What do PM Liz Truss’s campaign promises mean for HR?

As Liz Truss becomes the third female prime minister after Margaret Thatcher and Theresa May, let’s look at some of her key proposed policies and what these might mean for employers and HR.

1.    Cutting tax and addressing the cost of living crisis 

A substantial leadership promise is Truss’s pledge to cut tax by reversing the national insurance hike announced by her political opponent Rishi Sunak – a decision he took to fund the NHS, which came into effect in April 2022.

The practicalities of this change will remove the requirement on employers and payroll teams to list this separately on payslips and employers will need to adjust their payroll and payslips to reflect this.

 2.    Less trade union power

Another key campaign promise refers to introducing a new law on minimum staffing levels during strikes within the first 30 days of becoming prime minister – with a threshold set individually for each industry, including transport, education, healthcare, postal workers and energy. Under Liz Truss, employers may face less strike disruption.

Under Truss, the government may also introduce a ‘cooling off’ period. This would prevent workers from taking industrial action within six months after a strike. Again, this would potentially reduce the level of trade union power.
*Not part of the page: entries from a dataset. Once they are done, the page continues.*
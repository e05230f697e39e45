use std::path::PathBuf;
use std::sync::Arc;

use anyhow::{Context, Result};
use chrono::{NaiveDate, NaiveTime};
use clap::{Parser, Subcommand};
use epsilon_core::model::{
    Category, Difficulty, MeetingId, MeetingType, Recurrence, ResourceId, ResourceType, Theme,
    UserEmail,
};
use services::{AppServices, AuthProvider, Clock, RetryPolicy, StoredAuth};
use storage::repository::Storage;

mod commands;
mod db;
mod render;

#[derive(Parser)]
#[command(name = "epsilon")]
#[command(about = "Lessons, quizzes, videos and live sessions for business learners")]
#[command(version)]
struct Cli {
    /// Database location (path or sqlite URL)
    #[arg(long, global = true, env = "EPSILON_DB_URL", default_value = "sqlite://epsilon.sqlite3")]
    db: String,

    /// Email of the signed-in learner; omit to browse anonymously
    #[arg(long, global = true, env = "EPSILON_USER_EMAIL")]
    user: Option<String>,

    /// Display name of the signed-in learner until they save one with `profile`
    #[arg(long, global = true, env = "EPSILON_USER_NAME")]
    name: Option<String>,

    /// Enable verbose logging
    #[arg(short, long, global = true)]
    verbose: bool,

    /// Print JSON instead of human output
    #[arg(long, global = true)]
    json: bool,

    #[command(subcommand)]
    command: Commands,
}

#[derive(Subcommand)]
pub(crate) enum Commands {
    /// Show level, XP, streak, badges and quiz statistics
    Progress,

    /// Show or edit your profile, or sign out
    Profile {
        /// New display name
        #[arg(long)]
        name: Option<String>,
        /// light, dark or high-contrast
        #[arg(long)]
        theme: Option<Theme>,
        #[arg(long, conflicts_with_all = ["name", "theme"])]
        logout: bool,
    },

    /// List the resource catalog
    Catalog {
        #[arg(long)]
        kind: Option<ResourceType>,
        #[arg(long)]
        category: Option<Category>,
        #[arg(long)]
        difficulty: Option<Difficulty>,
        /// Case-insensitive match on title or description
        #[arg(long, short = 's')]
        search: Option<String>,
    },

    /// Read a lesson
    Lesson {
        id: ResourceId,
        /// Mark the lesson complete
        #[arg(long)]
        complete: bool,
    },

    /// Show a video
    Video {
        id: ResourceId,
        /// Mark the video watched
        #[arg(long)]
        complete: bool,
    },

    /// Save a downloadable handout
    Download {
        id: ResourceId,
        /// Directory to write the handout into
        #[arg(long, default_value = ".")]
        out: PathBuf,
    },

    /// Take a quiz; without --answers the questions are printed
    Quiz {
        id: ResourceId,
        /// Selected option per question, in order
        #[arg(long, value_delimiter = ',')]
        answers: Option<Vec<usize>>,
    },

    /// List upcoming meetings
    Meetings {
        #[arg(long)]
        category: Option<Category>,
        #[arg(long = "type")]
        meeting_type: Option<MeetingType>,
        /// Only meetings on this day (YYYY-MM-DD)
        #[arg(long)]
        date: Option<NaiveDate>,
        #[arg(long, short = 'n')]
        limit: Option<usize>,
    },

    /// Schedule a meeting
    MeetingCreate {
        #[arg(long)]
        title: String,
        #[arg(long)]
        teacher: String,
        #[arg(long)]
        teacher_title: Option<String>,
        #[arg(long)]
        description: Option<String>,
        /// YYYY-MM-DD
        #[arg(long)]
        date: NaiveDate,
        /// HH:MM
        #[arg(long, value_parser = parse_time)]
        time: NaiveTime,
        #[arg(long, default_value_t = 60)]
        duration: u32,
        #[arg(long)]
        link: String,
        #[arg(long, default_value = "fundamentals")]
        category: Category,
        #[arg(long = "type", default_value = "live_tutoring")]
        meeting_type: MeetingType,
        #[arg(long, default_value = "none")]
        recurring: Recurrence,
    },

    /// Register for a meeting
    Register { id: MeetingId },

    /// Cancel a meeting registration
    Unregister { id: MeetingId },

    /// Progress, featured resources and your upcoming sessions
    Dashboard,

    /// Month calendar of meetings
    Calendar {
        #[arg(long)]
        year: Option<i32>,
        #[arg(long)]
        month: Option<u32>,
        #[arg(long)]
        category: Option<Category>,
        #[arg(long = "type")]
        meeting_type: Option<MeetingType>,
    },

    /// Load the demo catalog and meetings
    Seed,
}

fn parse_time(raw: &str) -> Result<NaiveTime, chrono::ParseError> {
    NaiveTime::parse_from_str(raw, "%H:%M").or_else(|_| NaiveTime::parse_from_str(raw, "%H:%M:%S"))
}

fn auth_from(cli: &Cli, storage: &Storage) -> Result<Arc<dyn AuthProvider>> {
    let session = cli
        .user
        .as_deref()
        .map(UserEmail::new)
        .transpose()
        .context("invalid --user")?;
    let mut auth = StoredAuth::new(Arc::clone(&storage.profiles), session);
    if let Some(name) = &cli.name {
        auth = auth.with_default_name(name);
    }
    Ok(Arc::new(auth))
}

#[tokio::main]
async fn main() -> Result<()> {
    let cli = Cli::parse();

    let log_level = if cli.verbose { "debug" } else { "info" };
    tracing_subscriber::fmt()
        .with_writer(std::io::stderr)
        .with_env_filter(
            tracing_subscriber::EnvFilter::try_from_default_env()
                .unwrap_or_else(|_| tracing_subscriber::EnvFilter::new(log_level)),
        )
        .init();

    let db_url = db::normalize_sqlite_url(&cli.db);
    db::prepare_sqlite_file(&db_url)?;
    let storage = Storage::sqlite(&db_url)
        .await
        .with_context(|| format!("opening {db_url}"))?;
    let auth = auth_from(&cli, &storage)?;
    let app = AppServices::from_storage(storage, Clock::default(), auth, RetryPolicy::default());

    commands::Ctx::new(app, cli.json).run(cli.command).await
}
Plus, Truss wants to remove paid leave entitlement for workers who carry out strike action. Along with plans to axe tax-free payments from unions, this would discourage workers from striking.

3.    Cutting diversity and inclusion jobs 

Truss has also stated her intention to get rid of standalone diversity and inclusion roles in the civil service, as she has allegedly previously referred to such roles as ‘woke’ and has vowed to stand up to “risk averse” Whitehall’s “groupthink”.

Truss’s idea is extremely disappointing and it shows that now, more than ever, we need strong and committed ED&I champions at the top table in order to keep the progress we’ve made so far.

4. Potential changes to working time rules

Reports suggest that Truss is considering a radical overhaul of worker rights – including the 48-hour working week.

This is to “make the UK more competitive” but could see immediate challenges from unions.

As it stands, staff can’t legally work more than an average of 48 hours each week. Workers can sign an agreement to opt out of this law if they want to work more. Truss may be reviewing this law, along with other key workers’ rights. However, for now these rumours are unconfirmed. If employment law changes do come into force, you may need to adjust your policies, speak to your staff, and update their contracts.